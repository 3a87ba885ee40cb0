//! Error types for layer updates and menu configuration

use std::path::PathBuf;

use thiserror::Error;

#[derive(Error, Debug)]
pub enum ViewerError {
    #[error("Unsupported input kind: {0}")]
    UnsupportedInputKind(String),

    #[error("Label map is {labels_width}x{labels_height} but the base image is {image_width}x{image_height}")]
    ShapeMismatch {
        image_width: u32,
        image_height: u32,
        labels_width: u32,
        labels_height: u32,
    },

    #[error("File not found: {path}")]
    FileNotFound { path: PathBuf },

    #[error("Failed to decode '{path}': {message}")]
    Decode { path: PathBuf, message: String },

    #[error("Buffer size mismatch: expected {expected} samples ({width}x{height}x{channels}), got {actual}")]
    BufferSizeMismatch {
        width: u32,
        height: u32,
        channels: u32,
        expected: usize,
        actual: usize,
    },

    #[error("Opacity must be in (0, 1], got {0}")]
    InvalidOpacity(f32),

    #[error("Invalid label value {value}: labels must be integers in 0..=4294967295")]
    InvalidLabel { value: i128 },

    #[error("Duplicate context menu label: {0}")]
    DuplicateMenuLabel(String),
}

pub type Result<T> = std::result::Result<T, ViewerError>;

**INSTRUCTIONS FOR THE TASK**
Reproduce each line above that contains "String".

**ANSWER TO THE EXERCISE**
    UnsupportedInputKind(String),
    Decode { path: PathBuf, message: String },
    DuplicateMenuLabel(String),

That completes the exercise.